Apr 22, 2007 03:19
It is not the same as before. Everything. I think I lost something somewhere along the line and my footprints are already gone. If I were to wish for something, I think it would be to not care as much. As before. Doing good. Doing too much good is intoxicating. I just realized. Doing good but not good enough. Doing good but still fail in the end. Doing good and that's it. No PS, no epilogue, not even an aftertaste of the math. And I wonder what is next in the line. In the parallel line where I see something unreachable. I wonder when will it be real again.

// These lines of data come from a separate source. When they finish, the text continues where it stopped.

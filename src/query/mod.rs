// SPDX-FileCopyrightText: 2026 Galatea Authors
// SPDX-License-Identifier: MIT

//! Read-only queries over a graph snapshot: search and structural walks.

use std::fmt;

use crate::model::{EdgeKind, GraphNode, GraphSnapshot, NodeId};

#[derive(Debug, Clone, Copy, PartialEq, Eq, Default)]
pub enum SearchMode {
    #[default]
    Substring,
    Regex,
}

#[derive(Debug)]
pub enum SearchError {
    InvalidRegex {
        pattern: String,
        source: regex::Error,
    },
}

impl fmt::Display for SearchError {
    fn fmt(&self, f: &mut fmt::Formatter<'_>) -> fmt::Result {
        match self {
            Self::InvalidRegex { pattern, source } => {
                write!(f, "invalid search pattern `{pattern}`: {source}")
            }
        }
    }
}

impl std::error::Error for SearchError {
    fn source(&self) -> Option<&(dyn std::error::Error + 'static)> {
        match self {
            Self::InvalidRegex { source, .. } => Some(source),
        }
    }
}

const FUZZY_CUTOFF: f64 = 55.0;

/// Finds nodes whose text or URL matches `query`, in document order.
///
/// Substring search is case-insensitive; when it finds nothing, fuzzy
/// ranking over node text takes over so near misses still surface, best
/// match first.
pub fn search_nodes(
    snapshot: &GraphSnapshot,
    query: &str,
    mode: SearchMode,
) -> Result<Vec<NodeId>, SearchError> {
    if query.is_empty() {
        return Ok(Vec::new());
    }

    match mode {
        SearchMode::Substring => {
            let needle = query.to_lowercase();
            let matched: Vec<NodeId> = snapshot
                .nodes()
                .iter()
                .filter(|node| haystack_for(node).to_lowercase().contains(&needle))
                .map(|node| node.id().clone())
                .collect();
            if !matched.is_empty() {
                return Ok(matched);
            }
            Ok(fuzzy_ranked(snapshot, query))
        }
        SearchMode::Regex => {
            let pattern = regex::Regex::new(query).map_err(|source| SearchError::InvalidRegex {
                pattern: query.to_owned(),
                source,
            })?;
            Ok(snapshot
                .nodes()
                .iter()
                .filter(|node| pattern.is_match(&haystack_for(node)))
                .map(|node| node.id().clone())
                .collect())
        }
    }
}

fn haystack_for(node: &GraphNode) -> String {
    match node.as_reference() {
        Some(reference) => format!("{} {}", reference.text(), reference.url()),
        None => node.text().to_owned(),
    }
}

fn fuzzy_ranked(snapshot: &GraphSnapshot, query: &str) -> Vec<NodeId> {
    let mut scored: Vec<(f64, usize, NodeId)> = snapshot
        .nodes()
        .iter()
        .enumerate()
        .filter_map(|(index, node)| {
            let ratio = rapidfuzz::fuzz::ratio(query.chars(), node.text().chars());
            (ratio >= FUZZY_CUTOFF).then(|| (ratio, index, node.id().clone()))
        })
        .collect();
    // Best score first; document order breaks ties deterministically.
    scored.sort_by(|a, b| b.0.total_cmp(&a.0).then(a.1.cmp(&b.1)));
    scored.into_iter().map(|(_, _, id)| id).collect()
}

/// Direct child headings of `id`, in document order.
pub fn children_of<'a>(snapshot: &'a GraphSnapshot, id: &NodeId) -> Vec<&'a NodeId> {
    snapshot
        .edges()
        .iter()
        .filter(|edge| edge.kind() == EdgeKind::Hierarchy && edge.source() == id)
        .map(|edge| edge.target())
        .collect()
}

/// Reference targets of `id`, one entry per literal link occurrence.
pub fn references_from<'a>(snapshot: &'a GraphSnapshot, id: &NodeId) -> Vec<&'a NodeId> {
    snapshot
        .edges()
        .iter()
        .filter(|edge| edge.kind() == EdgeKind::Reference && edge.source() == id)
        .map(|edge| edge.target())
        .collect()
}

/// The chain from `id` up to its root, starting at `id` itself.
///
/// Hierarchy edges form a forest, so each node has at most one parent and the
/// walk always terminates.
pub fn path_to_root(snapshot: &GraphSnapshot, id: &NodeId) -> Vec<NodeId> {
    let mut path = vec![id.clone()];
    let mut current = id.clone();
    while let Some(parent) = snapshot
        .edges()
        .iter()
        .find(|edge| edge.kind() == EdgeKind::Hierarchy && edge.target() == &current)
        .map(|edge| edge.source().clone())
    {
        path.push(parent.clone());
        current = parent;
    }
    path
}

My parents were awfully civil to each other today. I worried a lot, but I didn't let them see. There's something going on, creaking itself in our cold walls and enveloping us with its silence. They have a problem, I know, I feel, but I don't let them see. It's bigger than the other problems they fight with. Not together as one, but as each. As 'I'. As 'You'. As two people coincidentally having the same set of burden. Do this and do that and you’ll have a jagged piece of puzzle, mixed up and mixed out. With no care and love. With nothing but civility. And I watch them get consumed, one with work, the other with rubbish. I watch them live separately under one roof. I watch them be civil, and be more civil every second, minute, and day.
It is truly sad, really is. But there’s nothing more I can do at this point. It’s like a terminal illness, already waiting for its invasion of that last cell. I think what I can do now is grieve in advance and move on when I am done. When they are done. When everything is done and the house is finally torn apart.